Realising the magnitude of impact, what actions can automotive manufacturers take in order to stimulate demand and navigate through this perfect storm?

Our team performed a deep-dive analysis from social media data to understand conversations related to existing consumer demand and potentially predict future demand in ASEAN countries such as Malaysia. Malaysia is a unique country as it has one of the highest car ownerships per capita, with more than 600,000 new motor vehicles sold each year.

Our initial research from public polls conducted on social media in April 2020 showed that 84.3% of Malaysian consumers may not purchase new vehicles or upgrade their existing ones in the next three to six months.

As consumer demand (and consumer behaviour) can be rather erratic, a long-term trend is required to reaffirm consumer’s purchasing intent in light of anxieties and other emotional factors.

That brings us to a rather interesting point.

Can social data determine consumer demand and shape future strategies?

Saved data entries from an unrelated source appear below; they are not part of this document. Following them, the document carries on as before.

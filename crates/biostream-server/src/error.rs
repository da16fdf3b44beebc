//! HTTP-facing error type

use crate::coordinator::RegistrationError;
use axum::http::StatusCode;
use biostream_core::dsp::filter::ValidationError;
use biostream_core::session::AuthError;
use thiserror::Error;

#[derive(Error, Debug)]
pub enum ApiError {
    #[error("Missing bearer token")]
    MissingToken,

    #[error(transparent)]
    Auth(#[from] AuthError),

    #[error(transparent)]
    Validation(#[from] ValidationError),

    #[error(transparent)]
    Registration(#[from] RegistrationError),

    #[error("Client not found: {0}")]
    ClientNotFound(String),

    #[error("Bad request: {0}")]
    BadRequest(String),

    #[error(transparent)]
    Internal(#[from] anyhow::Error),
}

impl ApiError {
    pub fn status(&self) -> StatusCode {
        match self {
            ApiError::MissingToken | ApiError::Auth(_) => StatusCode::UNAUTHORIZED,
            ApiError::Validation(_) => StatusCode::UNPROCESSABLE_ENTITY,
            ApiError::Registration(RegistrationError::Auth(_)) => StatusCode::UNAUTHORIZED,
            ApiError::Registration(RegistrationError::Capacity { .. }) => {
                StatusCode::SERVICE_UNAVAILABLE
            }
            ApiError::Registration(RegistrationError::Link(_)) => {
                StatusCode::INTERNAL_SERVER_ERROR
            }
            ApiError::ClientNotFound(_) => StatusCode::NOT_FOUND,
            ApiError::BadRequest(_) => StatusCode::BAD_REQUEST,
            ApiError::Internal(_) => StatusCode::INTERNAL_SERVER_ERROR,
        }
    }
}

impl From<ApiError> for (StatusCode, String) {
    fn from(err: ApiError) -> Self {
        (err.status(), err.to_string())
    }
}

#[cfg(test)]
mod tests {
    use super::*;

    #[test]
    fn test_status_mapping() {
        assert_eq!(ApiError::MissingToken.status(), StatusCode::UNAUTHORIZED);
        assert_eq!(
            ApiError::from(AuthError::ExpiredToken).status(),
            StatusCode::UNAUTHORIZED
        );
        assert_eq!(
            ApiError::from(ValidationError::OrderZero).status(),
            StatusCode::UNPROCESSABLE_ENTITY
        );
        assert_eq!(
            ApiError::from(RegistrationError::Capacity { max: 4 }).status(),
            StatusCode::SERVICE_UNAVAILABLE
        );
        assert_eq!(
            ApiError::ClientNotFound("x".into()).status(),
            StatusCode::NOT_FOUND
        );
    }

    #[test]
    fn test_into_tuple_keeps_message() {
        let (status, body): (StatusCode, String) =
            ApiError::from(AuthError::InvalidCredentials).into();
        assert_eq!(status, StatusCode::UNAUTHORIZED);
        assert_eq!(body, "Invalid password");
    }
}
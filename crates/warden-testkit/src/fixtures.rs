//! Test fixtures and helpers.
//!
//! Common registry setups for unit and integration tests.

use warden::Warden;
use warden_core::{Rule, RuleRegistry};

/// The standard four-rule registry used across the test suites: low ids,
/// a gap, and a far-out id so multi-chunk tokens show up early.
pub fn standard_rules() -> Vec<Rule> {
    vec![
        Rule::new(1, "login").with_name("Login"),
        Rule::new(2, "billing").with_name("Billing"),
        Rule::new(16, "reports"),
        Rule::new(1000, "admin").with_name("Administrator"),
    ]
}

/// A warden over [`standard_rules`] with the default wire format.
pub fn standard_warden() -> Warden {
    Warden::with_rules(standard_rules()).expect("standard rules are duplicate-free")
}

/// A warden whose registry holds only the far-apart ids 111 and 212,
/// exercising grants that land hundreds of bits up the vector.
pub fn sparse_warden() -> Warden {
    Warden::with_rules(vec![Rule::new(111, "frontier"), Rule::new(212, "outpost")])
        .expect("sparse rules are duplicate-free")
}

/// A contiguous registry `rule1..=ruleN`, for scale tests.
pub fn dense_rules(count: u64) -> RuleRegistry {
    RuleRegistry::with_rules(
        (1..=count)
            .map(|id| Rule::new(id, format!("rule{}", id)))
            .collect(),
    )
    .expect("contiguous ids are duplicate-free")
}

#[cfg(test)]
mod tests {
    use super::*;
    use warden_core::RuleId;

    #[test]
    fn test_standard_rules_are_unique() {
        let warden = standard_warden();
        assert_eq!(warden.rules().len(), 4);
        assert_eq!(warden.max_rule_id(), RuleId::new(1000));
    }

    #[test]
    fn test_sparse_warden_spans_chunks() {
        let warden = sparse_warden();
        let token = warden.generate_acl_code(&[RuleId::new(212)]);
        // Bit 211 needs seven 32-bit chunks.
        assert_eq!(token.split('-').count(), 7);
    }

    #[test]
    fn test_dense_rules_count() {
        let registry = dense_rules(100);
        assert_eq!(registry.len(), 100);
        assert_eq!(registry.max_id(), RuleId::new(100));
    }
}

Through data science techniques, social media data can provide valuable insights to companies to enable strategic decisions and actions. The World Bank and European Central Bank have used social media data to predict consumer confidence and GDP growth since 2014.

Consumer Analysis & Insights

Our analysis recorded more 133,588 mentions (i.e. social media posts) related to top automotive brands in Malaysia between January to late April 2020. Mentions include social media posts by car enthusiasts, community groups and official car brands.

Meanwhile, we analysed the purchasing intent by identifying keywords and keyword derivatives which are closely related to intention to purchase such as “will buy” or “thinking to buy” in multiple languages including local dialects and slangs.

Learn more about how we predict consumer behaviour and consumer confidence here.

Figure 1: Total mentions (i.e. posts) from social media platforms for top 12 automotive brands in Malaysia. Source: Berkshire Media Team Analysis

Figure 2: Total mentions (i.e. posts) from social media platforms on consumer purchasing intent. Source: Berkshire Media Team Analysis

Note: Our consumer analysis was performed by extracting data from multiple social media platforms based on public data. We conducted a two-step-process in order to derive the above results – i.e. data extraction and data cleaning before arriving at the above results. Sample size for top 12 car brands (n=133,588). Sample size for Purchasing Intent (n=18,500)

Our observations:

  • 14% out of the total mentions expressed some form of interest to purchase a new vehicle or upgrade existing vehicles. There was a record peak observed in January and March due to promotion-induced demand, days before the first MCO announcement was made.
  • The remaining 86% were conversations related to existing car ownership, dealership experience, vehicle servicing during MCO period and hire-purchase loan deferment from recently announced COVID-19 stimulus package.
  • Active conversations on automotive brands on the first two months of the year – due to aggressive festival promotional offers during Chinese New Year by various automotive brands between January and February 2020.
  • Volume of mentions across all automotive brands recorded a 40% drop after the Movement Control Order (MCO) was first announced on 16th March 2020. Conversations picked up between 16th March to mid-April before registering a rapid downward trend towards end of April 2020.
  • National car manufacturers Perodua and Proton were the most frequently mentioned in social media conversations probably due to strong brand affinity associated with nationalism and good value for money. Notably, these two brands have been recording the most chatter in the last 24 months.
  • Foreign-owned car brands such as Honda, Mercedes and BMW have been actively engaging customers since early this year with aggressive online promotions and test-drive sessions. Postings from car enthusiasts from these three brands were due to close competition between these two segments in the digital space.

Demand for New Vehicle Purchase Will Continue to Drop

Our analysis from social data and the poll survey showed that consumer demand for purchasing new vehicles has dropped significantly. By aggregating both sources of data, we can safely predict that at least 80% of consumers today in the current market conditions will not purchase a new vehicle in the next three to six months.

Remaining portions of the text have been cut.